# PROBLEM TO SOLVE:
Lines to restate from the data below: from the one containing "and type aliases" to the one containing "of listing endpoints", both included. Give them again exactly, and only them.

# DATA FOR THE TASK:
----------

#[test]
fn test_event_bundle_flag() {
    let event: Event =
        serde_json::from_value(json!({"id": 1, "asset_bundle": {"slug": "pack"}})).unwrap();
    assert!(event.is_bundle());
}

#[test]
fn test_event_invalid_address_is_error() {
    let result: Result<Event, _> =
        serde_json::from_value(json!({"id": 1, "contract_address": "0x123"}));
    assert!(result.is_err());
}

#[test]
fn test_event_type_names() {
    assert_eq!(EventType::from("bid_entered".to_string()), EventType::BidEntered);
    assert_eq!(
        "composition_created".parse::<EventType>().unwrap(),
        EventType::CompositionCreated
    );
    assert_eq!(
        EventType::from("offer_entered".to_string()),
        EventType::Other("offer_entered".into())
    );
    assert_eq!(EventType::Other("x".into()).to_string(), "x");
    assert_eq!(AuctionType::MinPrice.as_str(), "min-price");
    assert_eq!(
        serde_json::to_value(AuctionType::MinPrice).unwrap(),
        json!("min-price")
    );
}

// ============================================================================
// Order Tests
// ============================================================================

#[test]
fn test_order_legacy_record() {
    let order: Order = serde_json::from_value(json!({
        "id": 99,
        "side": 1,
        "sale_kind": 0,
        "fee_method": 1,
        "how_to_call": 0,
        "current_price": 1.5e18,
        "calldata": "0xfb16a595",
        "static_extradata": "0x",
        "maker": {"user": 12, "address": "0xABCDEF0000000000000000000000000000000001"},
        "taker": {"user": null, "address": "0x0000000000000000000000000000000000000000"},
        "exchange": "0x7be8076f4ea4a4ad08075c2508e481d6c946d12b",
        "v": 27,
        "closing_date": null
    }))
    .unwrap();

    assert_eq!(order.side, Side::Sell);
    assert_eq!(order.fee_method, FeeMethod::SplitFee);
    assert_eq!(order.sale_kind, SaleKind::FixedOrMinBid);
    assert_eq!(order.calldata.as_bytes(), &[0xfb, 0x16, 0xa5, 0x95]);
    assert!(order.static_extradata.is_empty());
    assert_eq!(order.maker.as_ref().and_then(|m| m.user), Some(12));
    assert_eq!(order.v, Some(27));
    assert!(order.closing_date.is_none());
    assert!(!order.is_private());
}

#[test]
fn test_order_private_when_taker_set() {
    let order: Order = serde_json::from_value(json!({
        "taker": {"address": "0x00000000000000000000000000000000000000aa"}
    }))
    .unwrap();
    assert!(order.is_private());

    let order: Order = serde_json::from_value(json!({"taker": null})).unwrap();
    assert!(!order.is_private());
}

#[test]
fn test_order_unknown_side_is_error() {
    let result: Result<Order, _> = serde_json::from_value(json!({"side": 7}));
    assert!(result.is_err());
}

#[test]
fn test_wire_enums_round_trip_as_integers() {
    assert_eq!(serde_json::to_value(Side::Sell).unwrap(), json!(1));
    assert_eq!(serde_json::to_value(OrderType::Old).unwrap(), json!(-1));
    assert_eq!(ItemType::try_from(4_i64).unwrap(), ItemType::Erc721WithCriteria);
    assert!(ItemType::try_from(6_i64).is_err());
    assert_eq!(HowToCall::DelegateCall.value(), 1);
    assert_eq!(Side::default(), Side::Buy);
}

#[test]
fn test_order_v2_seaport_listing() {
    let order: OrderV2 = serde_json::from_value(json!({
        "order_hash": "0xabc",
        "created_date": "2022-06-14T10:00:01.001234",
        "current_price": "42000000000000000",
        "side": "ask",
        "order_type": "basic",
        "maker": {"address": "0x00000000000000000000000000000000000000bb"},
        "taker": null,
        "maker_fees": [
            {"account": {"address": "0x0000a26b00c1f0df003000390027140000faa719"}, "basis_points": "250"}
        ],
        "protocol_address": "0x00000000006c3852cbef3e08e8df289169ede581",
        "protocol_data": {
            "parameters": {
                "offerer": "0x00000000000000000000000000000000000000bb",
                "zone": "0x0",
                "zoneHash": "0x0000000000000000000000000000000000000000000000000000000000000000",
                "startTime": "1655200801",
                "endTime": "1657792801",
                "orderType": 2,
                "salt": "96789",
                "conduitKey": "0x0000007b02230091a7ed01230072f7006a004d60a8d4e71d599b8104250f0000",
                "totalOriginalConsiderationItems": 2,
                "counter": 0,
                "offer": [
                    {"itemType": 2, "token": "0x00000000000000000000000000000000000000cc",
                     "identifierOrCriteria": "1234", "startAmount": "1", "endAmount": "1"}
                ],
                "consideration": [
                    {"itemType": 0, "token": "0x0000000000000000000000000000000000000000",
                     "identifierOrCriteria": "0", "startAmount": "39900000000000000",
                     "endAmount": "39900000000000000",
                     "recipient": "0x00000000000000000000000000000000000000bb"}
                ]
            },
            "signature": null
        }
    }))
    .unwrap();

    assert_eq!(order.side.as_deref(), Some("ask"));
    assert_eq!(order.maker_fees[0].basis_points.as_str(), "250");
    assert!(!order.is_private());

    let data = order.protocol_data.unwrap();
    assert!(data.signature.is_empty());
    let params = data.parameters.unwrap();
    assert!(params.zone.is_null());
    assert_eq!(params.order_type, OrderType::FullRestricted);
    assert_eq!(params.zone_hash.len(), 32);
    assert_eq!(params.offer[0].item_type, ItemType::Erc721);
    assert_eq!(params.consideration[0].item.item_type, ItemType::Native);
    assert_eq!(
        params.consideration[0].recipient,
        Address::parse("0x00000000000000000000000000000000000000bb").unwrap()
    );
    assert_eq!(
        params.start_time.to_bigint().unwrap(),
        num_bigint::BigInt::from(1_655_200_801_i64)
    );
}
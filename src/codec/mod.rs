//! Scalar codec module
//!
//! Value types for the loosely formatted scalars the marketplace API emits.
//!
//! # Overview
//!
//! - `Address` - 20-byte account identifier, lowercase-normalized, with a null sentinel
//! - `HexBytes` - arbitrary `0x`-prefixed byte strings
//! - `DecimalNumber` - verbatim decimal text with a truncating big-integer accessor
//! - `FlexibleTimestamp` - zone-less timestamp accepting two layouts
//! - `FlexValue` - tagged union for fields whose JSON type varies between records
//!
//! Every type is a pure value transform: `parse` / `Display` for text and
//! `Serialize` / `Deserialize` for JSON.

mod address;
mod flex;
mod hex_bytes;
mod number;
mod timestamp;

pub use address::{Address, NULL_ADDRESS};
pub use flex::FlexValue;
pub use hex_bytes::HexBytes;
pub use number::DecimalNumber;
pub use timestamp::{FlexibleTimestamp, FRACTIONAL_LAYOUT, WHOLE_SECONDS_LAYOUT};

use thiserror::Error;

/// Failure to decode one scalar value
#[derive(Error, Debug, Clone, PartialEq, Eq)]
pub enum DecodeError {
    /// Not `0x` followed by 40 hex characters (and not a null shorthand)
    #[error("Invalid address: {0}")]
    InvalidAddress(String),

    /// Odd-length hex or a non-hex character
    #[error("Invalid hex: {0}")]
    InvalidHex(String),

    /// Integral part is not a base-10 or `0x` integer literal
    #[error("Invalid numeric literal: {0}")]
    InvalidNumericLiteral(String),

    /// Matches neither timestamp layout
    #[error("Invalid timestamp: {0}")]
    InvalidTimestamp(String),
}
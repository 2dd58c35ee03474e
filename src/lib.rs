// Allow common clippy pedantic lints that aren't critical for this codebase
#![allow(clippy::cast_possible_truncation)]
#![allow(clippy::cast_sign_loss)]
#![allow(clippy::cast_lossless)]
#![allow(clippy::too_many_lines)]
#![allow(clippy::ref_option)]
#![allow(clippy::unused_self)]
#![allow(clippy::struct_excessive_bools)]
#![allow(clippy::must_use_candidate)]
#![allow(clippy::items_after_statements)]
#![allow(clippy::unnecessary_wraps)]
#![allow(clippy::match_same_arms)]
#![allow(clippy::match_wildcard_for_single_variants)]
#![allow(clippy::needless_pass_by_value)]
#![allow(clippy::unused_async)]

//! # opensea-feed
//!
//! Typed client for the OpenSea marketplace REST API with exhaustive,
//! cancellable pagination.
//!
//! ## Features
//!
//! - **Scalar codecs**: addresses, hex blobs, big decimals and loose timestamps
//! - **Envelope decoding**: one rule for success bodies and `{success, msg}` errors
//! - **Pagination**: cursor-follow and offset-increment walks that keep partial results
//! - **Transport seam**: reqwest by default, anything implementing [`http::Transport`] in tests
//!
//! ## Quick Start
//!
//! ```rust,ignore
//! use opensea_feed::api::{EventParams, OpenseaClient};
//! use opensea_feed::models::EventType;
//!
//! #[tokio::main]
//! async fn main() -> opensea_feed::Result<()> {
//!     let client = OpenseaClient::new("your-api-key")?;
//!
//!     let params = EventParams::new()
//!         .asset_contract_address("0xbc4ca0eda7647a8ab7c2061c2e118a18a936f13d")
//!         .event_type(EventType::Successful);
//!
//!     // Partial results survive errors: Err carries the records gathered so far
//!     let events = client.retrieve_events(&params).await?;
//!     println!("{} sales", events.len());
//!     Ok(())
//! }
//! ```
//!
//! ## Architecture
//!
//! ```text
//! ┌──────────────────────────────────────────────────────────────┐
//! │                        OpenseaClient                         │
//! │  retrieve_events  get_orders  get_active_listings  ...       │
//! └──────────────────────────────────────────────────────────────┘
//!                                │
//! ┌───────────┬──────────────┬───┴──────────┬───────────┬────────┐
//! │   Auth    │  Transport   │  Paginate    │  Decode   │ Models │
//! ├───────────┼──────────────┼──────────────┼───────────┼────────┤
//! │ X-API-KEY │ reqwest      │ Cursor       │ Envelope  │ Codec  │
//! │           │ Proxy relay  │ Offset       │ Errors    │ Serde  │
//! └───────────┴──────────────┴──────────────┴───────────┴────────┘
//! ```

#![warn(clippy::all)]
#![warn(clippy::pedantic)]
#![allow(clippy::module_name_repetitions)]
#![allow(clippy::missing_errors_doc)]
#![allow(clippy::missing_panics_doc)]
#![allow(clippy::doc_markdown)]

// ============================================================================
// Module declarations
// ============================================================================

/// Error types
pub mod error;

/// Common types and type aliases
pub mod types;

/// Scalar codecs for wire values
pub mod codec;

/// API key authentication
pub mod auth;

/// Transport seam and reqwest implementation
pub mod http;

/// Response envelope decoding
pub mod decode;

/// Pagination strategies and the page walk
pub mod pagination;

/// Record models
pub mod models;

/// Endpoint client
pub mod api;

/// Client configuration
pub mod config;

/// Command-line interface
pub mod cli;

// ============================================================================
// Re-exports
// ============================================================================

pub use api::{ClientSettings, EventParams, ListingsParams, OpenseaClient, OrderParams};
pub use config::ClientConfig;
pub use error::{Error, Result};
pub use pagination::{Interrupted, Retrieval};
pub use types::*;

/// Crate version
pub const VERSION: &str = env!("CARGO_PKG_VERSION");

/// Crate name
pub const NAME: &str = env!("CARGO_PKG_NAME");
//! Endpoint query parameters
//!
//! Zero-valued filters are omitted from the encoded query. A few
//! parameters are always sent; each `to_query` notes which.

use crate::models::{AuctionType, EventType, SaleKind, Side};
use crate::types::QueryParams;
use std::fmt;
use std::str::FromStr;
use std::time::Duration;

/// Default page size of the event stream
pub const DEFAULT_EVENT_LIMIT: u32 = 300;

/// Default page size of the order book
pub const DEFAULT_ORDER_LIMIT: u32 = 50;

/// Page size used when walking orders listed after a timestamp
pub const LISTED_AFTER_PAGE_SIZE: u32 = 100;

/// Page size of listing endpoints
pub const DEFAULT_LISTINGS_LIMIT: u32 = 50;

// ============================================================================
// Events
// ============================================================================

/// Filters for `GET /api/v1/events`
#[derive(Debug, Clone, Default, PartialEq, Eq)]
pub struct EventParams {
    pub asset_contract_address: String,
    /// Token id in decimal; empty for all tokens
    pub token_id: String,
    pub account_address: String,
    pub event_type: Option<EventType>,
    /// Restrict to marketplace events; always sent
    pub only_opensea: bool,
    pub auction_type: Option<AuctionType>,
    pub collection_slug: String,
    /// Cursor to resume from
    pub cursor: String,
    /// Unix seconds
    pub occurred_before: i64,
    /// Unix seconds
    pub occurred_after: i64,
    pub limit: u32,
}

impl EventParams {
    /// Parameters with the default page size
    pub fn new() -> Self {
        Self {
            limit: DEFAULT_EVENT_LIMIT,
            ..Default::default()
        }
    }

    /// Contract to filter on
    #[must_use]
    pub fn asset_contract_address(mut self, address: impl Into<String>) -> Self {
        self.asset_contract_address = address.into();
        self
    }

    /// Single token of the contract
    #[must_use]
    pub fn token_id(mut self, token_id: impl Into<String>) -> Self {
        self.token_id = token_id.into();
        self
    }

    /// Events involving this account
    #[must_use]
    pub fn account_address(mut self, address: impl Into<String>) -> Self {
        self.account_address = address.into();
        self
    }

    /// Only events of this kind
    #[must_use]
    pub fn event_type(mut self, event_type: EventType) -> Self {
        self.event_type = Some(event_type);
        self
    }

    /// Whether to restrict to marketplace events
    #[must_use]
    pub fn only_opensea(mut self, only: bool) -> Self {
        self.only_opensea = only;
        self
    }

    /// Only auctions of this kind
    #[must_use]
    pub fn auction_type(mut self, auction_type: AuctionType) -> Self {
        self.auction_type = Some(auction_type);
        self
    }

    /// Events of one collection
    #[must_use]
    pub fn collection_slug(mut self, slug: impl Into<String>) -> Self {
        self.collection_slug = slug.into();
        self
    }

    /// Resume from a cursor returned by an earlier walk
    #[must_use]
    pub fn cursor(mut self, cursor: impl Into<String>) -> Self {
        self.cursor = cursor.into();
        self
    }

    /// Events at or after this time
    #[must_use]
    pub fn occurred_after(mut self, unix_seconds: i64) -> Self {
        self.occurred_after = unix_seconds;
        self
    }

    /// Events before this time
    #[must_use]
    pub fn occurred_before(mut self, unix_seconds: i64) -> Self {
        self.occurred_before = unix_seconds;
        self
    }

    /// Page size; zero falls back to the client default
    #[must_use]
    pub fn limit(mut self, limit: u32) -> Self {
        self.limit = limit;
        self
    }

    /// Encode; `only_opensea` is always present as `true` or `false`
    pub fn to_query(&self) -> QueryParams {
        let mut query = QueryParams::new();
        query
            .push_nonempty("asset_contract_address", &self.asset_contract_address)
            .push_nonempty("token_id", &self.token_id)
            .push_nonempty("collection_slug", &self.collection_slug)
            .push_nonempty("account_address", &self.account_address);
        if let Some(event_type) = &self.event_type {
            query.push("event_type", event_type.as_str());
        }
        query.push("only_opensea", self.only_opensea.to_string());
        if let Some(auction_type) = &self.auction_type {
            query.push("auction_type", auction_type.as_str());
        }
        query
            .push_nonempty("cursor", &self.cursor)
            .push_nonzero("occurred_after", self.occurred_after)
            .push_nonzero("occurred_before", self.occurred_before)
            .push_nonzero("limit", self.limit);
        query
    }
}

// ============================================================================
// Orders
// ============================================================================

/// Sort key of the order book
#[derive(Debug, Clone, Copy, PartialEq, Eq, Default)]
pub enum OrderBy {
    #[default]
    CreatedDate,
    EthPrice,
}

impl OrderBy {
    /// Wire name
    pub fn as_str(self) -> &'static str {
        match self {
            Self::CreatedDate => "created_date",
            Self::EthPrice => "eth_price",
        }
    }
}

impl FromStr for OrderBy {
    type Err = crate::Error;

    fn from_str(s: &str) -> Result<Self, Self::Err> {
        match s {
            "created_date" => Ok(Self::CreatedDate),
            "eth_price" => Ok(Self::EthPrice),
            other => Err(crate::Error::config(format!("Unknown order_by: {other}"))),
        }
    }
}

impl fmt::Display for OrderBy {
    fn fmt(&self, f: &mut fmt::Formatter<'_>) -> fmt::Result {
        f.write_str(self.as_str())
    }
}

/// Sort direction of the order book
#[derive(Debug, Clone, Copy, PartialEq, Eq, Default)]
pub enum OrderDirection {
    Asc,
    #[default]
    Desc,
}

impl OrderDirection {
    /// Wire name
    pub fn as_str(self) -> &'static str {
        match self {
            Self::Asc => "asc",
            Self::Desc => "desc",
        }
    }
}

impl FromStr for OrderDirection {
    type Err = crate::Error;

    fn from_str(s: &str) -> Result<Self, Self::Err> {
        match s {
            "asc" => Ok(Self::Asc),
            "desc" => Ok(Self::Desc),
            other => Err(crate::Error::config(format!(
                "Unknown order_direction: {other}"
            ))),
        }
    }
}

impl fmt::Display for OrderDirection {
    fn fmt(&self, f: &mut fmt::Formatter<'_>) -> fmt::Result {
        f.write_str(self.as_str())
    }
}

/// Filters for `GET /wyvern/v1/orders`
#[derive(Debug, Clone, PartialEq, Eq)]
pub struct OrderParams {
    pub asset_contract_address: String,
    pub payment_token_address: String,
    pub maker: String,
    pub taker: String,
    pub owner: String,
    pub is_english: Option<bool>,
    pub bundled: Option<bool>,
    pub include_bundled: Option<bool>,
    /// Unix seconds
    pub listed_after: i64,
    /// Unix seconds
    pub listed_before: i64,
    /// Sent once per id
    pub token_ids: Vec<String>,
    pub side: Option<Side>,
    pub sale_kind: Option<SaleKind>,
    pub limit: u32,
    pub offset: u32,
    pub order_by: OrderBy,
    pub order_direction: OrderDirection,
    /// Pause between pages when walking every page
    pub delay: Option<Duration>,
}

impl Default for OrderParams {
    fn default() -> Self {
        Self {
            asset_contract_address: String::new(),
            payment_token_address: String::new(),
            maker: String::new(),
            taker: String::new(),
            owner: String::new(),
            is_english: None,
            bundled: None,
            include_bundled: None,
            listed_after: 0,
            listed_before: 0,
            token_ids: Vec::new(),
            side: None,
            sale_kind: None,
            limit: DEFAULT_ORDER_LIMIT,
            offset: 0,
            order_by: OrderBy::default(),
            order_direction: OrderDirection::default(),
            delay: None,
        }
    }
}

impl OrderParams {
    /// Parameters with the default page size and sort
    pub fn new() -> Self {
        Self::default()
    }

    /// Orders on one contract listed after `listed_after`, oldest first
    pub fn listed_after(contract: impl Into<String>, listed_after: i64) -> Self {
        Self {
            asset_contract_address: contract.into(),
            listed_after,
            limit: LISTED_AFTER_PAGE_SIZE,
            order_by: OrderBy::CreatedDate,
            order_direction: OrderDirection::Asc,
            ..Self::default()
        }
    }

    /// Contract to filter on
    #[must_use]
    pub fn asset_contract_address(mut self, address: impl Into<String>) -> Self {
        self.asset_contract_address = address.into();
        self
    }

    /// Tokens to filter on; replaces any earlier list
    #[must_use]
    pub fn token_ids<I, V>(mut self, ids: I) -> Self
    where
        I: IntoIterator<Item = V>,
        V: Into<String>,
    {
        self.token_ids = ids.into_iter().map(Into::into).collect();
        self
    }

    /// Orders made by this account
    #[must_use]
    pub fn maker(mut self, maker: impl Into<String>) -> Self {
        self.maker = maker.into();
        self
    }

    /// Orders on assets owned by this account
    #[must_use]
    pub fn owner(mut self, owner: impl Into<String>) -> Self {
        self.owner = owner.into();
        self
    }

    /// Buy or sell side
    #[must_use]
    pub fn side(mut self, side: Side) -> Self {
        self.side = Some(side);
        self
    }

    /// Page size; zero falls back to the client default
    #[must_use]
    pub fn limit(mut self, limit: u32) -> Self {
        self.limit = limit;
        self
    }

    /// Sort key and direction
    #[must_use]
    pub fn order(mut self, by: OrderBy, direction: OrderDirection) -> Self {
        self.order_by = by;
        self.order_direction = direction;
        self
    }

    /// Pause between pages
    #[must_use]
    pub fn delay(mut self, delay: Duration) -> Self {
        self.delay = Some(delay);
        self
    }

    /// Encode.
    ///
    /// `offset`, `limit`, `order_by`, and `order_direction` are always sent;
    /// `token_ids` trails the other parameters, one entry per id.
    pub fn to_query(&self) -> QueryParams {
        let mut query = QueryParams::new();
        query
            .push("offset", self.offset.to_string())
            .push("limit", self.limit.to_string())
            .push("order_by", self.order_by.as_str())
            .push("order_direction", self.order_direction.as_str())
            .push_nonempty("asset_contract_address", &self.asset_contract_address)
            .push_nonempty("payment_token_address", &self.payment_token_address)
            .push_nonempty("maker", &self.maker)
            .push_nonempty("taker", &self.taker)
            .push_nonempty("owner", &self.owner);
        push_flag(&mut query, "is_english", self.is_english);
        push_flag(&mut query, "bundled", self.bundled);
        push_flag(&mut query, "include_bundled", self.include_bundled);
        query
            .push_nonzero("listed_after", self.listed_after)
            .push_nonzero("listed_before", self.listed_before);
        if let Some(side) = self.side {
            query.push("side", side.value().to_string());
        }
        if let Some(sale_kind) = self.sale_kind {
            query.push("sale_kind", sale_kind.value().to_string());
        }
        query.push_all("token_ids", self.token_ids.iter().map(String::as_str));
        query
    }
}

fn push_flag(query: &mut QueryParams, key: &str, flag: Option<bool>) {
    if let Some(flag) = flag {
        query.push(key, flag.to_string());
    }
}

// ============================================================================
// Listings
// ============================================================================

/// Filters for `GET /v2/orders/ethereum/seaport/listings`
#[derive(Debug, Clone, PartialEq, Eq)]
pub struct ListingsParams {
    pub asset_contract_address: String,
    pub token_ids: Vec<String>,
    pub limit: u32,
}

impl ListingsParams {
    /// Listings of `token_ids` on `contract`
    pub fn new<I, V>(contract: impl Into<String>, token_ids: I) -> Self
    where
        I: IntoIterator<Item = V>,
        V: Into<String>,
    {
        Self {
            asset_contract_address: contract.into(),
            token_ids: token_ids.into_iter().map(Into::into).collect(),
            limit: DEFAULT_LISTINGS_LIMIT,
        }
    }

    /// Encode; `limit` and the contract are always sent
    pub fn to_query(&self) -> QueryParams {
        let mut query = QueryParams::new();
        query
            .push("limit", self.limit.to_string())
            .push("asset_contract_address", self.asset_contract_address.as_str())
            .push_all("token_ids", self.token_ids.iter().map(String::as_str));
        query
    }
}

----------

# SOLUTION TO THE PROBLEM:
/// Common types and type aliases
pub mod types;

/// Scalar codecs for wire values
pub mod codec;

/// API key authentication
pub mod auth;

/// Transport seam and reqwest implementation
pub mod http;

/// Response envelope decoding
pub mod decode;

/// Pagination strategies and the page walk
pub mod pagination;

/// Record models
pub mod models;

/// Endpoint client
pub mod api;

/// Client configuration
pub mod config;

/// Command-line interface
pub mod cli;

// ============================================================================
// Re-exports
// ============================================================================

pub use api::{ClientSettings, EventParams, ListingsParams, OpenseaClient, OrderParams};
pub use config::ClientConfig;
pub use error::{Error, Result};
pub use pagination::{Interrupted, Retrieval};
pub use types::*;

/// Crate version
pub const VERSION: &str = env!("CARGO_PKG_VERSION");

/// Crate name
pub const NAME: &str = env!("CARGO_PKG_NAME");
//! Endpoint query parameters
//!
//! Zero-valued filters are omitted from the encoded query. A few
//! parameters are always sent; each `to_query` notes which.

use crate::models::{AuctionType, EventType, SaleKind, Side};
use crate::types::QueryParams;
use std::fmt;
use std::str::FromStr;
use std::time::Duration;

/// Default page size of the event stream
pub const DEFAULT_EVENT_LIMIT: u32 = 300;

/// Default page size of the order book
pub const DEFAULT_ORDER_LIMIT: u32 = 50;

/// Page size used when walking orders listed after a timestamp
pub const LISTED_AFTER_PAGE_SIZE: u32 = 100;

/// Page size of listing endpoints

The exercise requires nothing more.